Betül Kaçar receives Stanley Miller Early Career Award from ISSOL
Betül Kaçar, assistant professor in the Department of Bacteriology, was recently selected to receive a Stanley Miller Early Career Award from the International Society of the Study of the Origin of Life (ISSOL).
This award recognizes promising young scientists for outstanding contributions to origins of life research, particularly those engaged in experimental and/or theoretical studies in astrobiology.
Kaçar’s research program explores the origins of life, the biology of early Earth and how understanding life’s emergence and early mechanisms may assist finding life beyond Earth. In addition to her research group, she directs a new NASA-funded multimillion-dollar astrobiology research consortium (MUSE: Metal Utilization and Selection Across Eons) focusing on the evolution of element use in biology across geologic time.

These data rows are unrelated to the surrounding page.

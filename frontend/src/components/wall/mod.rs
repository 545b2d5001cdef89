//! Public testimonial wall: the approved list, the submission wizard, and
//! a full-size overlay for LinkedIn screenshots.
//!
//! On first render the page starts its initial load and opens the change
//! feed, so a testimonial approved in the admin panel shows up here without
//! a refresh. The subscription is released when the page goes away.

use gloo_console::warn;
use yew::prelude::*;

mod card;
mod messages;
mod state;
mod update;
mod view;

pub use messages::Msg;
pub use state::WallPage;

impl Component for WallPage {
    type Message = Msg;
    type Properties = ();

    fn create(_ctx: &Context<Self>) -> Self {
        WallPage::new()
    }

    fn update(&mut self, ctx: &Context<Self>, msg: Self::Message) -> bool {
        update::update(self, ctx, msg)
    }

    fn view(&self, ctx: &Context<Self>) -> Html {
        view::view(self, ctx)
    }

    fn rendered(&mut self, ctx: &Context<Self>, first_render: bool) {
        if first_render {
            if self.sync.begin_initial_load() {
                update::spawn_reload(self, ctx);
            }

            let link = ctx.link().clone();
            match self
                .store
                .subscribe(Callback::from(move |_| link.send_message(Msg::RemoteChanged)))
            {
                Ok(feed) => self.feed = Some(feed),
                Err(err) => {
                    // The wall still works without live updates.
                    warn!(format!("wall: realtime unavailable: {err}"));
                }
            }
        }
    }

    fn destroy(&mut self, _ctx: &Context<Self>) {
        if let Some(feed) = self.feed.take() {
            feed.unsubscribe();
        }
    }
}
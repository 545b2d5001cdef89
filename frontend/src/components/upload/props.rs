use common::model::testimonial::NewTestimonial;
use yew::prelude::*;

/// Properties of the submission wizard.
///
/// The wizard collects and validates the form; the page that hosts it owns
/// the actual create call, so the wizard reports the finished draft (and
/// the raw image file, if any) upward and is told via `submitting` when to
/// lock its controls.
#[derive(Properties, PartialEq)]
pub struct UploadProps {
    /// True while the hosting page has a create in flight.
    pub submitting: bool,
    pub on_close: Callback<()>,
    pub on_submit: Callback<(NewTestimonial, Option<web_sys::File>)>,
}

Kaçar’s award notification describes her accomplishments:
[Her] work is outstanding in pushing the boundaries of our understanding of what could have been ancient enzymes and metabolic pathways, developing innovative techniques for exploring the early evolution of biochemistry. Betül leads one of the few laboratories in the world whose research integrates all of the tools of phylogenetic reconstruction – such as genome engineering, protein biochemistry, and paleobiology – to shed light on the origins and early evolution of life on our planet. She independently developed a diversity of new experimental systems in which organisms have been engineered with ancestral genes so that each offers a new way to study the evolution of several key processes, such as translation or carbon and nitrogen fixation.
ISSOL, established in 1973, serves as a professional science society supporting origin of life research and related fields. The society is dedicated to the furtherance of astrobiology and origin of life research through the individual efforts of its members and in cooperation with other national and international scientific organizations.
Stanley Miller, known as the “father of prebiotic chemistry,” is famous for his 1950s demonstration of the prebiotic synthesis of organic compounds, such as amino acids, under simulated primitive Earth conditions in the context of the origin of life.